TRY IT
Your answer should be each line of the entries that contains the word "derive", copied in full.

──────── GIVEN DATA ────────

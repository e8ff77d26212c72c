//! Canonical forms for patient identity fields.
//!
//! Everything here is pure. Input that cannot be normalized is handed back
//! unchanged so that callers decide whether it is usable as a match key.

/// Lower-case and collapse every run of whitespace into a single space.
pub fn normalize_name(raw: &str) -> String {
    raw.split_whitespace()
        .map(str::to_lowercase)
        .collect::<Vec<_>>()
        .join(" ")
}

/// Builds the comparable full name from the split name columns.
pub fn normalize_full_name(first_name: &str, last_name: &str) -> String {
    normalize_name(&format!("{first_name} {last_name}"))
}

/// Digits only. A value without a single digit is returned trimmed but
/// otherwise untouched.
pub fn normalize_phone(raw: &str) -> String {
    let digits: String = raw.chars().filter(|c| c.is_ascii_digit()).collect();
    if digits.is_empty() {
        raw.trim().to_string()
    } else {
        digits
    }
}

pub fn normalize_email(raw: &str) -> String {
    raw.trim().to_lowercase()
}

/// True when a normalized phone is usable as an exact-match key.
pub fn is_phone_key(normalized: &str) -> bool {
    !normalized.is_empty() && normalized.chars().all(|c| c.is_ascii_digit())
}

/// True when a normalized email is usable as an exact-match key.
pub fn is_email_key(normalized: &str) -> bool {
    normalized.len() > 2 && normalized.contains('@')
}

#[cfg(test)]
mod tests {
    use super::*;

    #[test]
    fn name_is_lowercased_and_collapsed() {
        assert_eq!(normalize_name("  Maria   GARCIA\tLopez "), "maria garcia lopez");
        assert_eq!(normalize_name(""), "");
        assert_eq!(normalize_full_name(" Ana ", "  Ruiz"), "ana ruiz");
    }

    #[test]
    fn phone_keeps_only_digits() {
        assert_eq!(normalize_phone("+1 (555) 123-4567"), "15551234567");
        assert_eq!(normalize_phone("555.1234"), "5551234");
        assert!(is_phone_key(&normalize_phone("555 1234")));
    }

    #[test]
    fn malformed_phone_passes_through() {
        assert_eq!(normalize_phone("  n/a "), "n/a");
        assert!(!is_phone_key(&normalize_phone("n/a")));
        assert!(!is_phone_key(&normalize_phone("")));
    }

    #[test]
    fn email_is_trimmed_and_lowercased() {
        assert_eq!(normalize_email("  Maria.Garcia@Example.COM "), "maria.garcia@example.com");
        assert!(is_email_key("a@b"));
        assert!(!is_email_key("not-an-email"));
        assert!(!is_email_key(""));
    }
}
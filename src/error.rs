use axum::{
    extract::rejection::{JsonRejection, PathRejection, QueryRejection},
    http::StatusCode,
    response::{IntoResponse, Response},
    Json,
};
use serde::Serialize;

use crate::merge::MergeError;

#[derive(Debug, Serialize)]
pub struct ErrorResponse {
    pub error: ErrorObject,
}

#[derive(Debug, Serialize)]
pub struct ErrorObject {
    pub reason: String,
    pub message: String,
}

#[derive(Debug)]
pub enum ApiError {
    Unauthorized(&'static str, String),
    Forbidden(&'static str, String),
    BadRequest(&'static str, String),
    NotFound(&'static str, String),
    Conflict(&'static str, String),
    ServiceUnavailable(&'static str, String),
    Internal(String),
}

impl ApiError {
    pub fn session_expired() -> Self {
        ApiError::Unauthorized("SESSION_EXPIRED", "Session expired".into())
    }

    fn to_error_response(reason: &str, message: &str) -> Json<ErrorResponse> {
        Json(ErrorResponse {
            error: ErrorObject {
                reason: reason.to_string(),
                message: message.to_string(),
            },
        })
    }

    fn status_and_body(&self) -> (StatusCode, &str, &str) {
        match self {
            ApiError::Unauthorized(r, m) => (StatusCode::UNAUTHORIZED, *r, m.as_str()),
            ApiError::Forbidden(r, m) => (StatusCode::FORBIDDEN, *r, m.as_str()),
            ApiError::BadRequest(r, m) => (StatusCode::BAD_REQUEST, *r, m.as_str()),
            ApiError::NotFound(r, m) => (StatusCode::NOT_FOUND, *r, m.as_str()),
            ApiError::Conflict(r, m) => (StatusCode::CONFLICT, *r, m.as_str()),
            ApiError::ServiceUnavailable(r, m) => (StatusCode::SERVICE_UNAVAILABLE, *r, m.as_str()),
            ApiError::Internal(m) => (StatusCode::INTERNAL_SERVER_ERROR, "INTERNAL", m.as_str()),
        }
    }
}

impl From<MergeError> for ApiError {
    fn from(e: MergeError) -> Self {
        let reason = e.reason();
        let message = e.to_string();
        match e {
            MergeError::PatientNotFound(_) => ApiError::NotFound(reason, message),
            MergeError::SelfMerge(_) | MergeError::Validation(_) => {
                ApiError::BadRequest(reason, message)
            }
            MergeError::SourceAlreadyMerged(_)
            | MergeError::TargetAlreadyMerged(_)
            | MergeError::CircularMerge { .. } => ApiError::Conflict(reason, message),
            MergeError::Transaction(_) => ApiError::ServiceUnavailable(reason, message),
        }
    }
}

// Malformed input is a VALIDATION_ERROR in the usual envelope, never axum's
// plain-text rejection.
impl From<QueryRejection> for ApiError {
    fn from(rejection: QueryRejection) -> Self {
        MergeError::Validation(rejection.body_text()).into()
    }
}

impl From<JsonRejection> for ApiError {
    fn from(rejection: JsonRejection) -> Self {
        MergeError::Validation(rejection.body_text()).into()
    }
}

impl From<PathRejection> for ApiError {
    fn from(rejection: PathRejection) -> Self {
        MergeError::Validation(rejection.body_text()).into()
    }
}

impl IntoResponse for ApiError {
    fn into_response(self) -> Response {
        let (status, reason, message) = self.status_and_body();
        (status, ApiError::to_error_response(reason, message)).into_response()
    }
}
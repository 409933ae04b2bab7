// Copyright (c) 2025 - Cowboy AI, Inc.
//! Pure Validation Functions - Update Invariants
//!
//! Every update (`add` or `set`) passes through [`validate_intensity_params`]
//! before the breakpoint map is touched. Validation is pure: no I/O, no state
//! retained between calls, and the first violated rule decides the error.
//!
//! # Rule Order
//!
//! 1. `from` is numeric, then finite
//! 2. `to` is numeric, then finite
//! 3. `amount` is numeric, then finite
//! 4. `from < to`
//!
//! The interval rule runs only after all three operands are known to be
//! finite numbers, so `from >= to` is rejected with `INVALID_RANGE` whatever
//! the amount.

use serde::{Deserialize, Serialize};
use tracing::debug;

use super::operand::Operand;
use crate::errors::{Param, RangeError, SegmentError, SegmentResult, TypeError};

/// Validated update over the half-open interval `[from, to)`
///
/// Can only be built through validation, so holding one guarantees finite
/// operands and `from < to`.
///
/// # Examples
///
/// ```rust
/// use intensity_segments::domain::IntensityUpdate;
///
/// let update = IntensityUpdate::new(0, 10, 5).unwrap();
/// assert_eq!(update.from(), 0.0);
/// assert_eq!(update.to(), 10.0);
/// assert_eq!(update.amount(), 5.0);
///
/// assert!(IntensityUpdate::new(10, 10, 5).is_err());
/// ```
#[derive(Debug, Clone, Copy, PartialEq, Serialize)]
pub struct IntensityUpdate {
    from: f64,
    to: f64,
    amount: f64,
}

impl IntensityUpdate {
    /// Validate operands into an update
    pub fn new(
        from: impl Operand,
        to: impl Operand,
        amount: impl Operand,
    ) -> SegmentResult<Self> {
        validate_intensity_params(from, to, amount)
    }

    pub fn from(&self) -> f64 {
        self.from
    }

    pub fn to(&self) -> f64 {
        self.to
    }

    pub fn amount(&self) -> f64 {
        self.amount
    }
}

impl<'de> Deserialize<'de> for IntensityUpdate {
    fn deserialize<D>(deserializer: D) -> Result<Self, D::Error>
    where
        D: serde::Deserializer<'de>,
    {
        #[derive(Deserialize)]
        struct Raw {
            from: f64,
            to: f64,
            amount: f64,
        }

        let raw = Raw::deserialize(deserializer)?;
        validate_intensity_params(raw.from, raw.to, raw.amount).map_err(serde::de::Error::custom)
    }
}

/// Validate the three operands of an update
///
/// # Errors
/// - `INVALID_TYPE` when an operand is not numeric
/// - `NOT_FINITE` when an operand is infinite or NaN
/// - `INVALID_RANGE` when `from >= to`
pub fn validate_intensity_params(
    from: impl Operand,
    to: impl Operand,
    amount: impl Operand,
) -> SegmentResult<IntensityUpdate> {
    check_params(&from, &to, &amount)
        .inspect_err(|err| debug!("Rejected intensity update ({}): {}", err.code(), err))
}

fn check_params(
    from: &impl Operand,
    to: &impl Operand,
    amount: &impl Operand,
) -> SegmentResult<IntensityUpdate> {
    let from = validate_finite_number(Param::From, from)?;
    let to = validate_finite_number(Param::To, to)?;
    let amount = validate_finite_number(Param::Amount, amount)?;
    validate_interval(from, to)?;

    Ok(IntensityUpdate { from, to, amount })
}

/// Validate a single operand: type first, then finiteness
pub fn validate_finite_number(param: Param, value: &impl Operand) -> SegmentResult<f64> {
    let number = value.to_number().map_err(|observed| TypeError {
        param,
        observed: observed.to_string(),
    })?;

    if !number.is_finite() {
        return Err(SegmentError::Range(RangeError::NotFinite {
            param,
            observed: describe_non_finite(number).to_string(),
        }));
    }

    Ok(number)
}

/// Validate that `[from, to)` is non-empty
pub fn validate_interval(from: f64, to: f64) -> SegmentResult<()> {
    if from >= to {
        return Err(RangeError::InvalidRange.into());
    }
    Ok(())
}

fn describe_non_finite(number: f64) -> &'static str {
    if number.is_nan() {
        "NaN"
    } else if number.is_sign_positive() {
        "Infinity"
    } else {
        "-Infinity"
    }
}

────────
──────── GIVEN DATA ────────

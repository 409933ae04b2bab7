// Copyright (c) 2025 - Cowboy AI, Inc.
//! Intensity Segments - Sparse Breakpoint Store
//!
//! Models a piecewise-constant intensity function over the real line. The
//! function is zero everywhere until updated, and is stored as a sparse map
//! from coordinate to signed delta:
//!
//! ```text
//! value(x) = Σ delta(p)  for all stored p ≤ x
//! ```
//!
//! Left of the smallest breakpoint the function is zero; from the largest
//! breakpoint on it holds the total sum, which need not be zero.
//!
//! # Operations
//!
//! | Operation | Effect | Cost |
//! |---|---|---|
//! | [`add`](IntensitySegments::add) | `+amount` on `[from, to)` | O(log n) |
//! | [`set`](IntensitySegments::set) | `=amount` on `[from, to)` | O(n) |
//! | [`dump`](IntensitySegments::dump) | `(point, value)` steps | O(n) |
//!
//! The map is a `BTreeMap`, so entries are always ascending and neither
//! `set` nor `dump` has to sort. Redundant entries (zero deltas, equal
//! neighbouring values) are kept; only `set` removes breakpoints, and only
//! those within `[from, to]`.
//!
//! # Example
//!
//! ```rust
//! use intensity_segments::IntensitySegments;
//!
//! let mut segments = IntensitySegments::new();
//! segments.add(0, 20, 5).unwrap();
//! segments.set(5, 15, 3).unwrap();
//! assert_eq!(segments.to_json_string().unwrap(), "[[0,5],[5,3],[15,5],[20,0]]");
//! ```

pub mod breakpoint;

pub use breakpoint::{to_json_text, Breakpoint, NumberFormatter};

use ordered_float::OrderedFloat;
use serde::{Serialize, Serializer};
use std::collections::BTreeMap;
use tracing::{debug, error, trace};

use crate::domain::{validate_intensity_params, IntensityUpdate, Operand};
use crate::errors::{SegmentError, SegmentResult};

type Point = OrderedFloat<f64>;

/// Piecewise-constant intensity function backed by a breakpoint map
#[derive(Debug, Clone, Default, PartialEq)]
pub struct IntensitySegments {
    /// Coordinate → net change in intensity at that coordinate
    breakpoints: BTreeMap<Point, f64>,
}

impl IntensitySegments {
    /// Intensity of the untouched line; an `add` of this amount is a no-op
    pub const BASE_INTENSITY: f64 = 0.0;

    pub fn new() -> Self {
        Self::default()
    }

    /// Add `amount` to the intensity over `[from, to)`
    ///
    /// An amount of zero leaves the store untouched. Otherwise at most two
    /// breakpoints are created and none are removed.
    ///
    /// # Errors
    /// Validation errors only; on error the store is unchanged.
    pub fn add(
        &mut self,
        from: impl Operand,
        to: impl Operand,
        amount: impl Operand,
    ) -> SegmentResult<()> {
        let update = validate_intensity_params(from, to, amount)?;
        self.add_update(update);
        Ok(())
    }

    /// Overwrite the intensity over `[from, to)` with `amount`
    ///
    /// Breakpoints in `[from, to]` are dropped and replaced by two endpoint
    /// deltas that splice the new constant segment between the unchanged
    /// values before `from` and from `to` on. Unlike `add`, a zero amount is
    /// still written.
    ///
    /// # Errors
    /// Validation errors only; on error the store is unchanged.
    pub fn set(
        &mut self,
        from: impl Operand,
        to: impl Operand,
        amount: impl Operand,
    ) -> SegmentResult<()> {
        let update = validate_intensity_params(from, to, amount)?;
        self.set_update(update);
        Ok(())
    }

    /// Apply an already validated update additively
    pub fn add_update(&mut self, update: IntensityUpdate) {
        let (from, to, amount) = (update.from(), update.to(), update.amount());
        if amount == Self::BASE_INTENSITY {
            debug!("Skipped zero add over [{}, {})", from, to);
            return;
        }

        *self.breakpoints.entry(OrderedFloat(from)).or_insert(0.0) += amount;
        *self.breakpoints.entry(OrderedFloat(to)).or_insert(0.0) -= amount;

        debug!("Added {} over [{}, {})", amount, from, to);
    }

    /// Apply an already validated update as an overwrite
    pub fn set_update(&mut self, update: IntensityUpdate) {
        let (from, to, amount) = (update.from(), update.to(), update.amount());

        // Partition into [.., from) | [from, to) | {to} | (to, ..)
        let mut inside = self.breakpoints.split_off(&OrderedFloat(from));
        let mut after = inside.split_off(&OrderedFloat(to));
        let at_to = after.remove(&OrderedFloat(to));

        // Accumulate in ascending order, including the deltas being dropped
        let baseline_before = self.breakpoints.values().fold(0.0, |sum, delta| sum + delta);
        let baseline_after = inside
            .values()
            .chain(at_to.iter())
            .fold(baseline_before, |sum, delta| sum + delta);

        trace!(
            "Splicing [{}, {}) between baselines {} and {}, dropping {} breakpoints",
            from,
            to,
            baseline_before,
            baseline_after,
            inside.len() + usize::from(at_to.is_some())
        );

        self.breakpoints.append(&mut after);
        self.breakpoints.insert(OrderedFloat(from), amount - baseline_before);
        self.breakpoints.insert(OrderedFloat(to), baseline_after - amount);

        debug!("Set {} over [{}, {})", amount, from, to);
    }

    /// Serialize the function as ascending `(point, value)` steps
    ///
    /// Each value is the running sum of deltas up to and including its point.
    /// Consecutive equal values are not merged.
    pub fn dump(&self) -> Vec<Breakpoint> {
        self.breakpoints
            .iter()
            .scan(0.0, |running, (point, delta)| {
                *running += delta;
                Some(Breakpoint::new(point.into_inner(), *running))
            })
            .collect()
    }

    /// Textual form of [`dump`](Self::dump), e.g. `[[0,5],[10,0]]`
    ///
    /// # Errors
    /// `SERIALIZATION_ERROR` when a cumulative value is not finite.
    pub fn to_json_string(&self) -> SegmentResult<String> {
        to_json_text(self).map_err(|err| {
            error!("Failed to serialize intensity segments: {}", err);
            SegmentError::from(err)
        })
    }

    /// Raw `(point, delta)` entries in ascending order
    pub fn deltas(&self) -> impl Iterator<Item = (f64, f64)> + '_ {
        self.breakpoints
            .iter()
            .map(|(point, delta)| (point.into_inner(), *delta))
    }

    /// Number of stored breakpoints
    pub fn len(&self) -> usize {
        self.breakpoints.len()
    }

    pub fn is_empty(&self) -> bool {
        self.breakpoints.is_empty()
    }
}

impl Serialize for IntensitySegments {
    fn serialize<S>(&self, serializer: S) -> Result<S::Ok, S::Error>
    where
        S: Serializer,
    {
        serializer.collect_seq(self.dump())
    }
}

────────
──────── GIVEN DATA ────────

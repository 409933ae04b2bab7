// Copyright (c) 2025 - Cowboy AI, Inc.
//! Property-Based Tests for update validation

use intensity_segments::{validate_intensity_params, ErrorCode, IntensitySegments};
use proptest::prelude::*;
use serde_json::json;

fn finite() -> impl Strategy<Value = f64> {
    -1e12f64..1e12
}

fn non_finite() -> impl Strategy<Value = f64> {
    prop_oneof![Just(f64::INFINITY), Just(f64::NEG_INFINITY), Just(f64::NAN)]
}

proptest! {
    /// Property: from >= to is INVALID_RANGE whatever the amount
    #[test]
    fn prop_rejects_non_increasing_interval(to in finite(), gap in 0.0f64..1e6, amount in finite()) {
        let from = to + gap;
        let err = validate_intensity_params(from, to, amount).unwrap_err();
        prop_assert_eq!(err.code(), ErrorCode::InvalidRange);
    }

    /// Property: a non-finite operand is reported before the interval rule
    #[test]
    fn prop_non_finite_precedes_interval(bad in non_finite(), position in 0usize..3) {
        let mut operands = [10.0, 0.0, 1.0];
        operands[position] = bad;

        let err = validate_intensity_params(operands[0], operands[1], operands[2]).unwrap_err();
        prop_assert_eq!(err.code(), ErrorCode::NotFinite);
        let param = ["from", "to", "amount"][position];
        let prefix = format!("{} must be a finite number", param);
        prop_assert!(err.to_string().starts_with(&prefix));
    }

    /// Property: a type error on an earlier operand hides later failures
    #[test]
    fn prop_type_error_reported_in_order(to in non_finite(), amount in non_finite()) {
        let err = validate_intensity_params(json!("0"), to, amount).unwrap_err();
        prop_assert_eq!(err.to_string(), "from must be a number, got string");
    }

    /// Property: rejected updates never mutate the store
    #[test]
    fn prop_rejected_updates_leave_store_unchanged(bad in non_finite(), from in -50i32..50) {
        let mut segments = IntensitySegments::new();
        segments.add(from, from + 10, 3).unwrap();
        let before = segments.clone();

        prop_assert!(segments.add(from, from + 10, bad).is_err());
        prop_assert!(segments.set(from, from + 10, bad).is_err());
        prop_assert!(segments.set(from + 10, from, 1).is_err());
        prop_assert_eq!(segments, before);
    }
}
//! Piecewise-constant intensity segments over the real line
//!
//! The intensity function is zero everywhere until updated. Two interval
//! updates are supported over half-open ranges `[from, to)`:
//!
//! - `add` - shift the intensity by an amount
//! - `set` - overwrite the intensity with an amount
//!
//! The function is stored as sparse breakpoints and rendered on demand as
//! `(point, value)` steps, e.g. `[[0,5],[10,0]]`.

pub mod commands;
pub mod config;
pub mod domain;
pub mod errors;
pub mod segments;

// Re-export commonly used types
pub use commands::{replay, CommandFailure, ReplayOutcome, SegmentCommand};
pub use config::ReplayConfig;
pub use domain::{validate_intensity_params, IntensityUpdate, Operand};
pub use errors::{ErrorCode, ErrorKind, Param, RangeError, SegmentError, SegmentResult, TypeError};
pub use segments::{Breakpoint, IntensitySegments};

────────

EXERCISE OUTPUT
#[derive(Debug, Serialize)]
#[derive(Debug, Serialize)]
#[derive(Debug)]
#[derive(Debug, Clone, Copy, PartialEq, Serialize)]
        #[derive(Deserialize)]
#[derive(Debug, Clone, Default, PartialEq)]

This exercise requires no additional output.